Gesellschaft

Der Job auf der Straße – Studenten untersuchen „Phänomen Flaschensammler“

© Norbert Neetz /epd

07. Juli 2015 von Timo Teggatz

Es sind Menschen mit eiserner Disziplin. Sie stehen früh auf und sind dann den ganzen Tag unterwegs. Man weiß nicht viel über Flaschensammler, deshalb haben Studenten die Lebensrealität dieser Menschen untersucht – und Erstaunliches herausgefunden.

Sie gehen raus bei jedem Wetter und zu jeder Jahreszeit. Nicht selten sind sie am Tag 20 Kilometer unterwegs. Am Ende bringen sie meistens nur drei bis fünf Euro mit nach Hause. "Flaschensammeln ist für viele Menschen ein bisschen so, als hätten sie einen normalen Job. Viele führen sogar Buch und können auf den Cent genau sagen, was sie an welchem Tag verdient haben", sagt Alban Knecht. Und wie bei jedem anderen Job feiert man nicht krank, sondern strengt sich an – so sehen es zumindest viele Sammler.

"Flaschensammeln. Überleben in der Stadt", heißt das Buch, das Knecht gemeinsam mit Philipp Catterfeld im Universitätsverlag Konstanz herausgegeben hat. Gemeinsam mit Studenten der Universität München haben die beiden Sozialwissenschaftler dafür die Lebensrealität der Flaschensammler untersucht, sie nähern sich ihrer Welt unter anderem mit Interviews und Reportagen. "Man weiß einfach viel zu wenig über Flaschensammler, obwohl es so viele von ihnen gibt. Das wollten wir ändern", sagt Knecht.
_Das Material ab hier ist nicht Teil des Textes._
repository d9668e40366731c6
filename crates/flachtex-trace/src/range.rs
//! Half-open byte ranges.

use std::cmp::Ordering;
use std::fmt;

use serde::{Deserialize, Serialize};

/// Half-open interval `[start, end)` of byte offsets.
///
/// Ranges order by `start`, then by `end`.
#[derive(Debug, Clone, Copy, PartialEq, Eq, Hash, Serialize, Deserialize)]
pub struct Range {
    pub start: usize,
    pub end: usize,
}

impl Range {
    pub fn new(start: usize, end: usize) -> Self {
        debug_assert!(start <= end, "range start {} after end {}", start, end);
        Self { start, end }
    }

    pub fn len(&self) -> usize {
        self.end - self.start
    }

    pub fn is_empty(&self) -> bool {
        self.start == self.end
    }

    /// Whether `offset` lies inside the range.
    pub fn contains(&self, offset: usize) -> bool {
        self.start <= offset && offset < self.end
    }

    /// Whether the start of one range lies strictly inside the other.
    ///
    /// Adjacent ranges such as `[0,5)` and `[5,10)` do not intersect, and an
    /// empty range never intersects anything.
    pub fn intersects(&self, other: &Range) -> bool {
        (self.contains(other.start) && !other.is_empty())
            || (other.contains(self.start) && !self.is_empty())
    }

    /// Move both ends by `delta` bytes.
    pub fn shift(&self, delta: usize) -> Self {
        Self {
            start: self.start + delta,
            end: self.end + delta,
        }
    }
}

impl PartialOrd for Range {
    fn partial_cmp(&self, other: &Self) -> Option<Ordering> {
        Some(self.cmp(other))
    }
}

impl Ord for Range {
    fn cmp(&self, other: &Self) -> Ordering {
        self.start
            .cmp(&other.start)
            .then_with(|| self.end.cmp(&other.end))
    }
}

impl From<std::ops::Range<usize>> for Range {
    fn from(r: std::ops::Range<usize>) -> Self {
        Range::new(r.start, r.end)
    }
}

impl From<Range> for std::ops::Range<usize> {
    fn from(r: Range) -> Self {
        r.start..r.end
    }
}

impl fmt::Display for Range {
    fn fmt(&self, f: &mut fmt::Formatter<'_>) -> fmt::Result {
        write!(f, "[{}:{}]", self.start, self.end)
    }
}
Männlich, wenig Freunde und schon Rentner

Was vor allem erstaunlich ist: Die Gruppe der Flaschensammler ist erstaunlich homogen. Rund 90 Prozent der Menschen, deren Alltag sie begleiten durften, sind männlich, sie sind überwiegend im höheren Alter, oft schon Rentenbezieher und sie haben ein relativ kleines soziales Netzwerk. "Es handelt sich zum großen Teil um Leute, die nicht obdachlos sind, und die auch ein festes Einkommen haben – das aber zum Leben nicht reicht", sagt Knecht.
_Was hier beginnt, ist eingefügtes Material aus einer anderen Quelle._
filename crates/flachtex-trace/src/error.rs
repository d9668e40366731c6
//! Errors raised by traceable string operations.

use thiserror::Error;

/// Result type for traceable string operations.
pub type TraceResult<T> = Result<T, TraceError>;

#[derive(Debug, Clone, PartialEq, Eq, Error)]
pub enum TraceError {
    /// Slice bounds outside the content or reversed.
    #[error("invalid slice [{begin}:{end}] of string with length {len}")]
    Range { begin: usize, end: usize, len: usize },
    /// Index lookup past the end of the content.
    #[error("index {index} out of bounds for length {len}")]
    Index { index: usize, len: usize },
    /// Line lookup past the last line.
    #[error("line {line} out of bounds ({lines} lines)")]
    Line { line: usize, lines: usize },
    #[error("unsupported operation: {0}")]
    Unsupported(String),
    /// Persisted data does not describe a traceable string.
    #[error("malformed traceable string data: {0}")]
    Format(String),
}

impl From<serde_json::Error> for TraceError {
    fn from(err: serde_json::Error) -> Self {
        TraceError::Format(err.to_string())
    }
}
Warum es gerade diese Leute sind, die Flaschen sammeln, darüber können die Forscher nur spekulieren – schließlich ist Armut kein Phänomen, das auf ältere Menschen begrenzt ist oder auf Männer. Wahrscheinlich habe man es mit einer Generationenfrage zu tun: Für ältere Männer sei das Sammeln oft Teil einer Aufwertungsstrategie – indem sie es als harte, aber ehrbare Arbeit ausgestalteten. "Viele Flaschensammler sagen auch, dass sie sich eigens für die Arbeit schön anziehen. Sie wollen nicht für Bettler gehalten werden", betont Knecht.
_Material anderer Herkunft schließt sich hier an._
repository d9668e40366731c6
#[doc(hidden)]
pub mod __private229 {
    #[doc(hidden)]
    pub use crate::private::*;
}
use serde_core::__private229 as serde_core_private;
So gesehen unterscheidet sich das Selbstbild eines Flaschensammlers nicht allzu sehr von dem eines Mitarbeiters der Müllabfuhr – und wer sich so sieht, der schämt sich auch nicht dafür, im Dreck zu wühlen. "Das eigentliche Problem der Leute ist nicht das Flaschensammeln, sondern, dass man damit so wenig Geld verdient", erklärt Knecht. So kommt es dann mitunter zu erstaunlichen Rechtfertigungen für das Sammeln: Mal argumentieren sie mit Umweltschutzgründen, andere wollen mit dem Pfand angeblich nur für Tiere in Not spenden.

Kaum Scham beim Flaschensammeln

"Es gibt beim Flaschensammeln kaum Scham, aber einen großen Rechtfertigungsbedarf", sagt Philipp Catterfeld. Zwiespältig sehen die Sozialwissenschaftler deshalb auch Einrichtungen, mit denen Pfandsammlern eigentlich das Leben leichter gemacht werden soll – zum Beispiel Kästen oder sogenannte Pfandringe, die einige Kommunen an öffentlichen Mülleimern befestigt haben, damit die Sammler nicht im Müll nach den Flaschen wühlen müssen.

"Vielen Flaschensammlern gefällt das gar nicht, weil dann jeder die Flasche mitnehmen kann. Das macht ihnen das Geschäft kaputt", sagt Catterfeld. Weit mehr geholfen sei den Menschen zum Beispiel durch ein höheres Flaschenpfand. "Aber das ist bei solchen Aktionen meistens so: Die Flaschensammler werden einfach nicht gefragt", sagt Knecht.

Buchtipp

Philipp Catterfeld, Alban Knecht (Hg.): Flaschensammeln. Überleben in der Stadt, UVK Verlag, Konstanz 2015,184 Seiten, 24,99 Euro.